-- ASSIGNED TASK --
In the data that follows, each entry is to be restated exactly.

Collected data
● ● ● ● ●

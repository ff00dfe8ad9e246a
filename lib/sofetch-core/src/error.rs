//! Error types for sofetch.
//!
//! [`Error`] covers failures of the exchange itself (transport, URL, body
//! codecs). [`FetchError`] is what a fetch call rejects with: it adds the
//! error envelope (non-2xx responses) and interceptor failures.

use derive_more::{Display, Error, From};

use crate::Envelope;

/// Boxed error returned by interceptors.
///
/// Any `std::error::Error + Send + Sync` converts into it with `?`.
pub type BoxError = Box<dyn std::error::Error + Send + Sync>;

// ============================================================================
// Transport Error
// ============================================================================

/// Transport and codec error type.
#[derive(Debug, Display, Error, From)]
pub enum Error {
    /// Network/connection errors.
    #[display("connection error: {_0}")]
    #[from(skip)]
    Connection(#[error(not(source))] String),

    /// TLS/SSL errors.
    #[display("TLS error: {_0}")]
    #[from(skip)]
    Tls(#[error(not(source))] String),

    /// The descriptor could not be turned into a transport request.
    #[display("invalid request: {_0}")]
    #[from(skip)]
    InvalidRequest(#[error(not(source))] String),

    /// URL parsing error.
    #[display("invalid URL: {_0}")]
    #[from]
    InvalidUrl(url::ParseError),

    /// JSON serialization error.
    #[display("JSON serialization error: {_0}")]
    #[from]
    JsonSerialization(serde_json::Error),

    /// JSON deserialization error with path context.
    #[display("JSON deserialization error at '{path}': {message}")]
    #[from(skip)]
    JsonDeserialization {
        /// JSON path to the error (e.g., "user.address.city").
        path: String,
        /// Error message.
        message: String,
    },
}

/// Result type alias using [`crate::Error`].
pub type Result<T, E = Error> = std::result::Result<T, E>;

impl Error {
    /// Create a connection error.
    #[must_use]
    pub fn connection(message: impl Into<String>) -> Self {
        Self::Connection(message.into())
    }

    /// Create a TLS error.
    #[must_use]
    pub fn tls(message: impl Into<String>) -> Self {
        Self::Tls(message.into())
    }

    /// Create an invalid request error.
    #[must_use]
    pub fn invalid_request(message: impl Into<String>) -> Self {
        Self::InvalidRequest(message.into())
    }

    /// Create a JSON deserialization error with path context.
    #[must_use]
    pub fn json_deserialization(path: impl Into<String>, message: impl Into<String>) -> Self {
        Self::JsonDeserialization {
            path: path.into(),
            message: message.into(),
        }
    }

    /// Returns `true` if this is a connection error.
    #[must_use]
    pub const fn is_connection(&self) -> bool {
        matches!(self, Self::Connection(_))
    }
}

// ============================================================================
// Fetch Error
// ============================================================================

/// Rejection reason of a fetch call.
///
/// An HTTP error status is not a transport failure: the full [`Envelope`] is
/// handed back in [`FetchError::Status`] so callers can inspect status,
/// headers, body and the request config in one place.
#[derive(Debug)]
pub enum FetchError<T = serde_json::Value> {
    /// The final envelope was flagged as an error (by default: non-2xx status).
    Status(Box<Envelope<T>>),
    /// The transport failed; the error is passed through unchanged.
    Transport(Error),
    /// An interceptor failed; the remaining chain was skipped.
    Interceptor(BoxError),
    /// The request body could not be serialized.
    Body(Error),
}

impl<T> FetchError<T> {
    /// HTTP status of the error envelope, if any.
    #[must_use]
    pub fn status(&self) -> Option<u16> {
        self.envelope().map(Envelope::status)
    }

    /// The error envelope, if this is a [`FetchError::Status`].
    #[must_use]
    pub fn envelope(&self) -> Option<&Envelope<T>> {
        match self {
            Self::Status(envelope) => Some(&**envelope),
            _ => None,
        }
    }

    /// Consume into the error envelope, if this is a [`FetchError::Status`].
    #[must_use]
    pub fn into_envelope(self) -> Option<Envelope<T>> {
        match self {
            Self::Status(envelope) => Some(*envelope),
            _ => None,
        }
    }

    /// Returns `true` if the call produced an error envelope.
    #[must_use]
    pub const fn is_status(&self) -> bool {
        matches!(self, Self::Status(_))
    }

    /// Returns `true` if the transport failed.
    #[must_use]
    pub const fn is_transport(&self) -> bool {
        matches!(self, Self::Transport(_))
    }

    /// Returns `true` if an interceptor failed.
    #[must_use]
    pub const fn is_interceptor(&self) -> bool {
        matches!(self, Self::Interceptor(_))
    }

    /// Downcast an interceptor failure to its concrete type.
    #[must_use]
    pub fn downcast_interceptor<E: std::error::Error + 'static>(&self) -> Option<&E> {
        match self {
            Self::Interceptor(err) => err.downcast_ref::<E>(),
            _ => None,
        }
    }
}

impl<T> std::fmt::Display for FetchError<T> {
    fn fmt(&self, f: &mut std::fmt::Formatter<'_>) -> std::fmt::Result {
        match self {
            Self::Status(envelope) => write!(f, "HTTP error {}", envelope.status()),
            Self::Transport(err) => write!(f, "transport error: {err}"),
            Self::Interceptor(err) => write!(f, "interceptor error: {err}"),
            Self::Body(err) => write!(f, "request body error: {err}"),
        }
    }
}

impl<T: std::fmt::Debug> std::error::Error for FetchError<T> {
    fn source(&self) -> Option<&(dyn std::error::Error + 'static)> {
        match self {
            Self::Status(_) => None,
            Self::Transport(err) | Self::Body(err) => Some(err),
            Self::Interceptor(err) => Some(err.as_ref()),
        }
    }
}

● ● ● ● ●

-- RESULT --
repository ff00dfe8ad9e246a
filename lib/sofetch-core/src/error.rs
//! Error types for sofetch.
//!
//! [`Error`] covers failures of the exchange itself (transport, URL, body
//! codecs). [`FetchError`] is what a fetch call rejects with: it adds the
//! error envelope (non-2xx responses) and interceptor failures.

use derive_more::{Display, Error, From};

use crate::Envelope;

/// Boxed error returned by interceptors.
///
/// Any `std::error::Error + Send + Sync` converts into it with `?`.
pub type BoxError = Box<dyn std::error::Error + Send + Sync>;

// ============================================================================
// Transport Error
// ============================================================================

/// Transport and codec error type.
#[derive(Debug, Display, Error, From)]
pub enum Error {
    /// Network/connection errors.
    #[display("connection error: {_0}")]
    #[from(skip)]
    Connection(#[error(not(source))] String),

    /// TLS/SSL errors.
    #[display("TLS error: {_0}")]
    #[from(skip)]
    Tls(#[error(not(source))] String),

    /// The descriptor could not be turned into a transport request.
    #[display("invalid request: {_0}")]
    #[from(skip)]
    InvalidRequest(#[error(not(source))] String),

    /// URL parsing error.
    #[display("invalid URL: {_0}")]
    #[from]
    InvalidUrl(url::ParseError),

    /// JSON serialization error.
    #[display("JSON serialization error: {_0}")]
    #[from]
    JsonSerialization(serde_json::Error),

    /// JSON deserialization error with path context.
    #[display("JSON deserialization error at '{path}': {message}")]
    #[from(skip)]
    JsonDeserialization {
        /// JSON path to the error (e.g., "user.address.city").
        path: String,
        /// Error message.
        message: String,
    },
}

/// Result type alias using [`crate::Error`].
pub type Result<T, E = Error> = std::result::Result<T, E>;

impl Error {
    /// Create a connection error.
    #[must_use]
    pub fn connection(message: impl Into<String>) -> Self {
        Self::Connection(message.into())
    }

    /// Create a TLS error.
    #[must_use]
    pub fn tls(message: impl Into<String>) -> Self {
        Self::Tls(message.into())
    }

    /// Create an invalid request error.
    #[must_use]
    pub fn invalid_request(message: impl Into<String>) -> Self {
        Self::InvalidRequest(message.into())
    }

    /// Create a JSON deserialization error with path context.
    #[must_use]
    pub fn json_deserialization(path: impl Into<String>, message: impl Into<String>) -> Self {
        Self::JsonDeserialization {
            path: path.into(),
            message: message.into(),
        }
    }

    /// Returns `true` if this is a connection error.
    #[must_use]
    pub const fn is_connection(&self) -> bool {
        matches!(self, Self::Connection(_))
    }
}

// ============================================================================
// Fetch Error
// ============================================================================

/// Rejection reason of a fetch call.
///
/// An HTTP error status is not a transport failure: the full [`Envelope`] is
/// handed back in [`FetchError::Status`] so callers can inspect status,
/// headers, body and the request config in one place.
#[derive(Debug)]
pub enum FetchError<T = serde_json::Value> {
    /// The final envelope was flagged as an error (by default: non-2xx status).
    Status(Box<Envelope<T>>),
    /// The transport failed; the error is passed through unchanged.
    Transport(Error),
    /// An interceptor failed; the remaining chain was skipped.
    Interceptor(BoxError),
    /// The request body could not be serialized.
    Body(Error),
}

impl<T> FetchError<T> {
    /// HTTP status of the error envelope, if any.
    #[must_use]
    pub fn status(&self) -> Option<u16> {
        self.envelope().map(Envelope::status)
    }

    /// The error envelope, if this is a [`FetchError::Status`].
    #[must_use]
    pub fn envelope(&self) -> Option<&Envelope<T>> {
        match self {
            Self::Status(envelope) => Some(&**envelope),
            _ => None,
        }
    }

    /// Consume into the error envelope, if this is a [`FetchError::Status`].
    #[must_use]
    pub fn into_envelope(self) -> Option<Envelope<T>> {
        match self {
            Self::Status(envelope) => Some(*envelope),
            _ => None,
        }
    }

    /// Returns `true` if the call produced an error envelope.
    #[must_use]
    pub const fn is_status(&self) -> bool {
        matches!(self, Self::Status(_))
    }

    /// Returns `true` if the transport failed.
    #[must_use]
    pub const fn is_transport(&self) -> bool {
        matches!(self, Self::Transport(_))
    }

    /// Returns `true` if an interceptor failed.
    #[must_use]
    pub const fn is_interceptor(&self) -> bool {
        matches!(self, Self::Interceptor(_))
    }

    /// Downcast an interceptor failure to its concrete type.
    #[must_use]
    pub fn downcast_interceptor<E: std::error::Error + 'static>(&self) -> Option<&E> {
        match self {
            Self::Interceptor(err) => err.downcast_ref::<E>(),
            _ => None,
        }
    }
}

impl<T> std::fmt::Display for FetchError<T> {
    fn fmt(&self, f: &mut std::fmt::Formatter<'_>) -> std::fmt::Result {
        match self {
            Self::Status(envelope) => write!(f, "HTTP error {}", envelope.status()),
            Self::Transport(err) => write!(f, "transport error: {err}"),
            Self::Interceptor(err) => write!(f, "interceptor error: {err}"),
            Self::Body(err) => write!(f, "request body error: {err}"),
        }
    }
}

impl<T: std::fmt::Debug> std::error::Error for FetchError<T> {
    fn source(&self) -> Option<&(dyn std::error::Error + 'static)> {
        match self {
            Self::Status(_) => None,
            Self::Transport(err) | Self::Body(err) => Some(err),
            Self::Interceptor(err) => Some(err.as_ref()),
        }
    }
}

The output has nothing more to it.